In total, around 9,000 people aged 35 to 55 were followed for 23 years. It turned out that there were two groups at increased risk of developing dementia: those who drank more than 14 alcohol units a week and those who were totally abstinent/of/not drinking at all..
However, among those who drank between 1 and 14 units a week, the researchers found no increased risk of dementia.
Geir Selbæk, psychiatry research manager at Aging and Health, describes the study as good and believes there is certainly reason to take the results seriously.
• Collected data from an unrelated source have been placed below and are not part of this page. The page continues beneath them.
impl CType {
    /// Size of a value of this type in bytes.
    ///
    /// Function types have no size; they only occur behind pointers.
    pub fn sizeof(&self, structs: &StructTable) -> i64 {
        match self {
            CType::Void => 1,
            CType::Int(IntSize::I8, _) => 1,
            CType::Int(IntSize::I16, _) => 2,
            CType::Int(IntSize::I32, _) => 4,
            CType::Long(_) => 8,
            CType::Float => 4,
            CType::Double => 8,
            CType::Pointer(_) => 8,
            CType::Array(elem, n) => elem.sizeof(structs) * (*n).max(0),
            CType::Function(_) => 8,
            CType::Struct(tag) => structs.sizeof(*tag),
        }
    }

    /// Natural alignment of this type in bytes.
    pub fn alignof(&self, structs: &StructTable) -> i64 {
        match self {
            CType::Void => 1,
            CType::Int(IntSize::I8, _) => 1,
            CType::Int(IntSize::I16, _) => 2,
            CType::Int(IntSize::I32, _) => 4,
            CType::Long(_) => 8,
            CType::Float => 4,
            CType::Double => 8,
            CType::Pointer(_) | CType::Function(_) => 8,
            CType::Array(elem, _) => elem.alignof(structs),
            CType::Struct(tag) => structs.alignof(*tag),
        }
    }

    /// Is this any integer type (including pointers' favourite, `long`)?
    pub fn is_integer(&self) -> bool {
        match self {
            CType::Int(..) | CType::Long(_) => true,
            _ => false,
        }
    }

    /// Is this a pointer type?
    pub fn is_pointer(&self) -> bool {
        match self {
            CType::Pointer(_) => true,
            _ => false,
        }
    }

    /// Is this a float type?
    pub fn is_float(&self) -> bool {
        match self {
            CType::Float | CType::Double => true,
            _ => false,
        }
    }

    /// Is this a scalar type: integer, float or pointer?
    pub fn is_scalar(&self) -> bool {
        self.is_integer() || self.is_float() || self.is_pointer()
    }

    /// Is this an aggregate: array or struct?
    pub fn is_aggregate(&self) -> bool {
        match self {
            CType::Array(..) | CType::Struct(_) => true,
            _ => false,
        }
    }

    /// Signedness, if this is an integer type.
    pub fn signedness(&self) -> Option<Signedness> {
        match self {
            CType::Int(_, s) | CType::Long(s) => Some(*s),
            _ => None,
        }
    }

    /// The machine type a scalar value of this type is held in.
    pub fn machine_type(&self) -> Option<Type> {
        match self {
            CType::Int(..) => Some(Type::I32),
            CType::Long(_) | CType::Pointer(_) | CType::Function(_) => Some(Type::I64),
            CType::Float => Some(Type::F32),
            CType::Double => Some(Type::F64),
            CType::Void | CType::Array(..) | CType::Struct(_) => None,
        }
    }

    /// The memory chunk a scalar value of this type is accessed with.
    pub fn access_chunk(&self) -> Option<Chunk> {
        match self {
            CType::Int(IntSize::I8, Signedness::Signed) => Some(Chunk::Int8Signed),
            CType::Int(IntSize::I8, Signedness::Unsigned) => Some(Chunk::Int8Unsigned),
            CType::Int(IntSize::I16, Signedness::Signed) => Some(Chunk::Int16Signed),
            CType::Int(IntSize::I16, Signedness::Unsigned) => Some(Chunk::Int16Unsigned),
            CType::Int(IntSize::I32, _) => Some(Chunk::Int32),
            CType::Long(_) | CType::Pointer(_) | CType::Function(_) => Some(Chunk::Int64),
            CType::Float => Some(Chunk::Float32),
            CType::Double => Some(Chunk::Float64),
            CType::Void | CType::Array(..) | CType::Struct(_) => None,
        }
    }
}

impl FunType {
    /// The machine-level signature of this function type.
    ///
    /// Returns `None` when a parameter or the return type is not scalar
    /// (struct-valued parameters and returns are unsupported and rejected
    /// by the front-end).
    pub fn signature(&self) -> Option<Signature> {
        let mut params = Vec::with_capacity(self.params.len());
        for p in &self.params {
            params.push(p.machine_type()?);
        }
        let ret = match &self.ret {
            CType::Void => None,
            ty => Some(ty.machine_type()?),
        };
        Some(Signature {
            params,
            ret,
            variadic: self.variadic,
        })
    }
}

impl fmt::Display for CType {
    fn fmt(&self, f: &mut fmt::Formatter) -> fmt::Result {
        match self {
            CType::Void => write!(f, "void"),
            CType::Int(IntSize::I8, Signedness::Signed) => write!(f, "signed char"),
            CType::Int(IntSize::I8, Signedness::Unsigned) => write!(f, "unsigned char"),
            CType::Int(IntSize::I16, Signedness::Signed) => write!(f, "short"),
            CType::Int(IntSize::I16, Signedness::Unsigned) => write!(f, "unsigned short"),
            CType::Int(IntSize::I32, Signedness::Signed) => write!(f, "int"),
            CType::Int(IntSize::I32, Signedness::Unsigned) => write!(f, "unsigned int"),
            CType::Long(Signedness::Signed) => write!(f, "long"),
            CType::Long(Signedness::Unsigned) => write!(f, "unsigned long"),
            CType::Float => write!(f, "float"),
            CType::Double => write!(f, "double"),
            CType::Pointer(inner) => write!(f, "{}*", inner),
            CType::Array(inner, n) => write!(f, "{}[{}]", inner, n),
            CType::Function(ft) => {
                write!(f, "{}(", ft.ret)?;
                for (i, p) in ft.params.iter().enumerate() {
                    if i != 0 {
                        write!(f, ", ")?;
                    }
                    write!(f, "{}", p)?;
                }
                if ft.variadic {
                    if !ft.params.is_empty() {
                        write!(f, ", ")?;
                    }
                    write!(f, "...")?;
                }
                write!(f, ")")
            }
            CType::Struct(tag) => write!(f, "struct {}", tag),
        }
    }
}

/// The struct definitions of a program, keyed by tag.
#[derive(Clone, Debug, Default)]
pub struct StructTable {
    defs: BTreeMap<Symbol, Vec<(Symbol, CType)>>,
}
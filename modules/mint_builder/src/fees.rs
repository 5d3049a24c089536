//! Ledger fee, minimum output and collateral arithmetic

use anyhow::Result;
use minter_common::{
    ExUnits, Lovelace, TxOutput,
    protocol_params::{ExUnitPrices, ProtocolParams},
    rational_number::RationalNumber,
};
use minter_codec::output_size;
use num_rational::Ratio;

/// Bytes the ledger adds to an output's size when pricing its minimum coin
const OUTPUT_OVERHEAD: u64 = 160;

fn widen(r: &RationalNumber) -> Ratio<u128> {
    Ratio::new(u128::from(*r.numer()), u128::from(*r.denom()))
}

fn saturate(value: u128) -> Lovelace {
    Lovelace::try_from(value).unwrap_or(Lovelace::MAX)
}

/// `⌈mem · price_mem + steps · price_step⌉`
pub fn script_fee(prices: &ExUnitPrices, ex_units: &ExUnits) -> Lovelace {
    let cost = widen(&prices.mem_price) * Ratio::from_integer(u128::from(ex_units.mem))
        + widen(&prices.step_price) * Ratio::from_integer(u128::from(ex_units.steps));
    saturate(cost.ceil().to_integer())
}

/// Linear size fee plus script execution fee
pub fn min_fee(params: &ProtocolParams, tx_size: usize, ex_units: &ExUnits) -> Lovelace {
    let size_fee = u128::from(params.min_fee_a) * tx_size as u128 + u128::from(params.min_fee_b);
    saturate(size_fee).saturating_add(script_fee(&params.execution_prices, ex_units))
}

/// Minimum coin an output must carry: `coins_per_byte · (160 + size)`
pub fn min_utxo(params: &ProtocolParams, output: &TxOutput) -> Result<Lovelace> {
    let size = output_size(output)? as u64;
    Ok(params.coins_per_utxo_byte.saturating_mul(OUTPUT_OVERHEAD + size))
}

/// Collateral the ledger demands for a fee: `⌈fee · percentage / 100⌉`
pub fn required_collateral(params: &ProtocolParams, fee: Lovelace) -> Lovelace {
    let required = Ratio::new(u128::from(fee) * u128::from(params.collateral_percentage), 100);
    saturate(required.ceil().to_integer())
}

#[cfg(test)]
mod tests {
    use super::*;
    use minter_common::{CostModels, Value};
    use test_case::test_case;

    fn params() -> ProtocolParams {
        ProtocolParams {
            min_fee_a: 44,
            min_fee_b: 155_381,
            key_deposit: 2_000_000,
            pool_deposit: 500_000_000,
            max_tx_size: 16_384,
            max_value_size: 5_000,
            execution_prices: ExUnitPrices {
                mem_price: RationalNumber::new(577, 10_000),
                step_price: RationalNumber::new(721, 10_000_000),
            },
            coins_per_utxo_byte: 4_310,
            collateral_percentage: 150,
            max_collateral_inputs: 3,
            max_tx_ex_units: ExUnits::new(14_000_000, 10_000_000_000),
            cost_models: CostModels::new(),
        }
    }

    #[test_case(0, 0 => 0; "no execution")]
    #[test_case(500_000, 200_000_000 => 43_270; "typical mint")]
    #[test_case(1, 0 => 1; "rounds up")]
    fn script_fee_is_ceiling(mem: u64, steps: u64) -> Lovelace {
        script_fee(&params().execution_prices, &ExUnits::new(mem, steps))
    }

    #[test]
    fn min_fee_adds_size_and_script_parts() {
        let fee = min_fee(&params(), 300, &ExUnits::new(500_000, 200_000_000));
        assert_eq!(fee, 44 * 300 + 155_381 + 43_270);
    }

    #[test]
    fn min_utxo_scales_with_output_size() {
        let output = TxOutput::new(vec![0x60; 29], Value::coin(1_000_000));
        // map(2) {0: bytes(29), 1: uint32} = 1 + 1 + 2 + 29 + 1 + 5 bytes
        assert_eq!(min_utxo(&params(), &output).unwrap(), 4_310 * (160 + 39));
    }

    #[test_case(200_000 => 300_000)]
    #[test_case(1 => 2; "rounds up")]
    fn collateral_is_percentage_of_fee(fee: Lovelace) -> Lovelace {
        required_collateral(&params(), fee)
    }
}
- The most interesting thing about the study is that it clearly shows the reason why being totally held increases the risk of dementia, namely the development of cardiovascular disease. Moderate alcohol intake reduces the risk of developing cardiovascular disease compared to being totally abstinent, Selbæk told Nettavisen.
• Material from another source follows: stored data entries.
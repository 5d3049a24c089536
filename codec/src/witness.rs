use anyhow::{Context, Result};
use minicbor::{Decoder, Encoder, data::Type, decode, encode};
use minter_common::{
    ExUnits, Language, PlutusData, PlutusScript, Redeemer, RedeemerPointer, cbor,
};

/// A verification key and the signature it made over the transaction id
#[derive(Debug, Clone, PartialEq, Eq)]
pub struct VKeyWitness {
    pub vkey: [u8; 32],
    pub signature: [u8; 64],
}

impl VKeyWitness {
    /// Zeroed witness with the encoded size of a real one, for fee estimation
    pub fn placeholder() -> Self {
        Self {
            vkey: [0; 32],
            signature: [0; 64],
        }
    }
}

impl<C> minicbor::Encode<C> for VKeyWitness {
    fn encode<W: encode::Write>(
        &self,
        e: &mut Encoder<W>,
        _ctx: &mut C,
    ) -> Result<(), encode::Error<W::Error>> {
        e.array(2)?.bytes(&self.vkey)?.bytes(&self.signature)?;
        Ok(())
    }
}

impl<'b, C> minicbor::Decode<'b, C> for VKeyWitness {
    fn decode(d: &mut Decoder<'b>, _ctx: &mut C) -> Result<Self, decode::Error> {
        let fields = d.array()?;
        let vkey = d
            .bytes()?
            .try_into()
            .map_err(|_| decode::Error::message("vkey must be 32 bytes"))?;
        let signature = d
            .bytes()?
            .try_into()
            .map_err(|_| decode::Error::message("signature must be 64 bytes"))?;
        if fields.is_none() {
            cbor::consume_break(d)?;
        }
        Ok(Self { vkey, signature })
    }
}

/// The witness set of a transaction. Native scripts and bootstrap witnesses
/// are not modelled.
#[derive(Debug, Clone, Default, PartialEq, Eq)]
pub struct WitnessSet {
    pub vkeys: Vec<VKeyWitness>,
    pub plutus_scripts: Vec<PlutusScript>,
    pub plutus_data: Vec<PlutusData>,
    pub redeemers: Vec<Redeemer>,
}

impl WitnessSet {
    pub fn to_bytes(&self) -> Result<Vec<u8>> {
        minicbor::to_vec(self).context("Failed to encode witness set")
    }

    pub fn from_bytes(bytes: &[u8]) -> Result<Self> {
        minicbor::decode(bytes).context("Failed to decode witness set")
    }

    pub fn is_empty(&self) -> bool {
        self.vkeys.is_empty()
            && self.plutus_scripts.is_empty()
            && self.plutus_data.is_empty()
            && self.redeemers.is_empty()
    }

    /// Languages of the attached scripts, sorted and deduplicated
    pub fn languages(&self) -> Vec<Language> {
        let mut languages: Vec<Language> =
            self.plutus_scripts.iter().map(|script| script.language).collect();
        languages.sort();
        languages.dedup();
        languages
    }

    fn scripts_of(&self, language: Language) -> impl Iterator<Item = &PlutusScript> {
        self.plutus_scripts.iter().filter(move |script| script.language == language)
    }

    pub fn redeemer(&self, pointer: &RedeemerPointer) -> Option<&Redeemer> {
        self.redeemers.iter().find(|redeemer| redeemer.pointer == *pointer)
    }
}

/// Encode redeemers in the array form. Used both in the witness set and in
/// the script data commitment so the two always agree.
pub fn encode_redeemers<W: encode::Write>(
    redeemers: &[Redeemer],
    e: &mut Encoder<W>,
) -> Result<(), encode::Error<W::Error>> {
    e.array(redeemers.len() as u64)?;
    for redeemer in redeemers {
        e.encode(redeemer)?;
    }
    Ok(())
}

/// Plutus data witnesses, written as a definite array
pub fn encode_plutus_data<W: encode::Write>(
    data: &[PlutusData],
    e: &mut Encoder<W>,
) -> Result<(), encode::Error<W::Error>> {
    e.array(data.len() as u64)?;
    for datum in data {
        e.encode(datum)?;
    }
    Ok(())
}

fn decode_redeemers<'b, C>(d: &mut Decoder<'b>, ctx: &mut C) -> Result<Vec<Redeemer>, decode::Error> {
    match d.datatype()? {
        // Conway map form: { [tag, index] => [data, ex_units] }
        Type::Map | Type::MapIndef => {
            let entries = cbor::decode_map(d, ctx, |d, ctx| {
                let key_fields = d.array()?;
                let tag = d.decode_with(ctx)?;
                let index = d.u32()?;
                if key_fields.is_none() {
                    cbor::consume_break(d)?;
                }
                let value_fields = d.array()?;
                let data: PlutusData = d.decode_with(ctx)?;
                let ex_units: ExUnits = d.decode_with(ctx)?;
                if value_fields.is_none() {
                    cbor::consume_break(d)?;
                }
                Ok((RedeemerPointer::new(tag, index), (data, ex_units)))
            })?;
            Ok(entries
                .into_iter()
                .map(|(pointer, (data, ex_units))| Redeemer {
                    pointer,
                    data,
                    ex_units,
                })
                .collect())
        }
        _ => cbor::decode_array(d, ctx, |d, ctx| d.decode_with(ctx)),
    }
}

fn decode_scripts<'b, C>(
    d: &mut Decoder<'b>,
    ctx: &mut C,
    language: Language,
) -> Result<Vec<PlutusScript>, decode::Error> {
    cbor::decode_array(d, ctx, |d, _| {
        Ok(PlutusScript::new(language, d.bytes()?.to_vec()))
    })
}

impl<C> minicbor::Encode<C> for WitnessSet {
    fn encode<W: encode::Write>(
        &self,
        e: &mut Encoder<W>,
        ctx: &mut C,
    ) -> Result<(), encode::Error<W::Error>> {
        let script_keys = [
            (3u8, Language::PlutusV1),
            (6, Language::PlutusV2),
            (7, Language::PlutusV3),
        ];
        let languages = self.languages();
        let entries = !self.vkeys.is_empty() as u64
            + languages.len() as u64
            + !self.plutus_data.is_empty() as u64
            + !self.redeemers.is_empty() as u64;
        e.map(entries)?;

        if !self.vkeys.is_empty() {
            e.u8(0)?.array(self.vkeys.len() as u64)?;
            for witness in &self.vkeys {
                e.encode_with(witness, ctx)?;
            }
        }

        let write_scripts = |e: &mut Encoder<W>, key: u8, language: Language| {
            if languages.contains(&language) {
                e.u8(key)?.array(self.scripts_of(language).count() as u64)?;
                for script in self.scripts_of(language) {
                    e.bytes(&script.bytes)?;
                }
            }
            Ok::<_, encode::Error<W::Error>>(())
        };

        // Keys must ascend: 0, 3, 4, 5, 6, 7
        write_scripts(e, script_keys[0].0, script_keys[0].1)?;
        if !self.plutus_data.is_empty() {
            e.u8(4)?;
            encode_plutus_data(&self.plutus_data, e)?;
        }
        if !self.redeemers.is_empty() {
            e.u8(5)?;
            encode_redeemers(&self.redeemers, e)?;
        }
        for (key, language) in &script_keys[1..] {
            write_scripts(e, *key, *language)?;
        }
        Ok(())
    }
}

impl<'b, C> minicbor::Decode<'b, C> for WitnessSet {
    fn decode(d: &mut Decoder<'b>, ctx: &mut C) -> Result<Self, decode::Error> {
        let mut witness_set = WitnessSet::default();
        cbor::decode_map(d, ctx, |d, ctx| {
            match d.u64()? {
                0 => witness_set.vkeys = cbor::decode_array(d, ctx, |d, ctx| d.decode_with(ctx))?,
                3 => witness_set
                    .plutus_scripts
                    .extend(decode_scripts(d, ctx, Language::PlutusV1)?),
                4 => {
                    witness_set.plutus_data =
                        cbor::decode_array(d, ctx, |d, ctx| d.decode_with(ctx))?
                }
                5 => witness_set.redeemers = decode_redeemers(d, ctx)?,
                6 => witness_set
                    .plutus_scripts
                    .extend(decode_scripts(d, ctx, Language::PlutusV2)?),
                7 => witness_set
                    .plutus_scripts
                    .extend(decode_scripts(d, ctx, Language::PlutusV3)?),
                // Native scripts and bootstrap witnesses
                _ => d.skip()?,
            }
            Ok(((), ()))
        })?;
        Ok(witness_set)
    }
}

#[cfg(test)]
mod tests {
    use super::*;
    use minter_common::RedeemerTag;

    fn redeemer() -> Redeemer {
        Redeemer {
            pointer: RedeemerPointer::new(RedeemerTag::Mint, 0),
            data: PlutusData::constr(0, vec![]),
            ex_units: ExUnits::new(500_000, 200_000_000),
        }
    }

    #[test]
    fn empty_witness_set_is_an_empty_map() {
        assert_eq!(WitnessSet::default().to_bytes().unwrap(), vec![0xa0]);
    }

    #[test]
    fn witness_set_keys_ascend_and_decode_back() {
        let witness_set = WitnessSet {
            vkeys: vec![VKeyWitness::placeholder()],
            plutus_scripts: vec![
                PlutusScript::new(Language::PlutusV2, vec![1, 2, 3]),
                PlutusScript::new(Language::PlutusV1, vec![4, 5]),
            ],
            plutus_data: vec![PlutusData::Integer(42)],
            redeemers: vec![redeemer()],
        };
        let bytes = witness_set.to_bytes().unwrap();
        let mut d = Decoder::new(&bytes);
        let keys: Vec<u64> = cbor::decode_map(&mut d, &mut (), |d, _| {
            let key = d.u64()?;
            d.skip()?;
            Ok((key, ()))
        })
        .unwrap()
        .into_iter()
        .map(|(k, _)| k)
        .collect();
        assert_eq!(keys, vec![0, 3, 4, 5, 6]);

        let decoded = WitnessSet::from_bytes(&bytes).unwrap();
        assert_eq!(decoded.vkeys, witness_set.vkeys);
        assert_eq!(decoded.redeemers, witness_set.redeemers);
        assert_eq!(decoded.languages(), vec![Language::PlutusV1, Language::PlutusV2]);
    }

    #[test]
    fn accepts_conway_map_redeemers() {
        // {5: {[1, 0]: [121([]), [500000, 200000000]]}}
        let bytes = hex::decode("a105a182010082d87980821a0007a1201a0bebc200").unwrap();
        let decoded = WitnessSet::from_bytes(&bytes).unwrap();
        assert_eq!(decoded.redeemers, vec![redeemer()]);
    }

    #[test]
    fn accepts_tagged_vkey_set() {
        let mut raw = vec![0xa1, 0x00, 0xd9, 0x01, 0x02, 0x81, 0x82, 0x58, 0x20];
        raw.extend([0xaa; 32]);
        raw.extend([0x58, 0x40]);
        raw.extend([0xbb; 64]);
        let decoded = WitnessSet::from_bytes(&raw).unwrap();
        assert_eq!(decoded.vkeys.len(), 1);
        assert_eq!(decoded.vkeys[0].vkey, [0xaa; 32]);
    }

    #[test]
    fn rejects_short_signature() {
        let mut raw = vec![0xa1, 0x00, 0x81, 0x82, 0x58, 0x20];
        raw.extend([0xaa; 32]);
        raw.extend([0x41, 0x00]);
        assert!(WitnessSet::from_bytes(&raw).is_err());
    }
}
High alcohol consumption is one of the strongest risk factors for developing dementia, Selbæk states.
Last winter, a large French study was published showing a strong association between high alcohol consumption and early dementia. The study is the largest of its kind, where researchers looked at data from over a million adults with dementia.
Of the 57,000 cases researchers found from early dementia (before age 65), 57 percent were related to high alcohol consumption.
The World Health Organization defines high alcohol consumption as 60 grams of pure alcohol per day for men (four to five standard drinks) and 40 grams per woman (three standard drinks).
The numbers cannot be compared
The study recently published in the BMJ shows that those who drank more than 14 alcohol units a week had a 40 percent increased risk of dementia compared to those who drank less.
At the same time, those who were in total held a 74 percent higher risk of developing dementia compared to those with a moderate alcohol intake.
- But these figures cannot be compared against each other. The group of people who drink more than 14 units a week is very composed. Some drink maybe 16 units per week, while others have a very high alcohol consumption, with more than 40 units per week, and as mentioned, this presents a very increased risk of dementia, Selbæk concludes.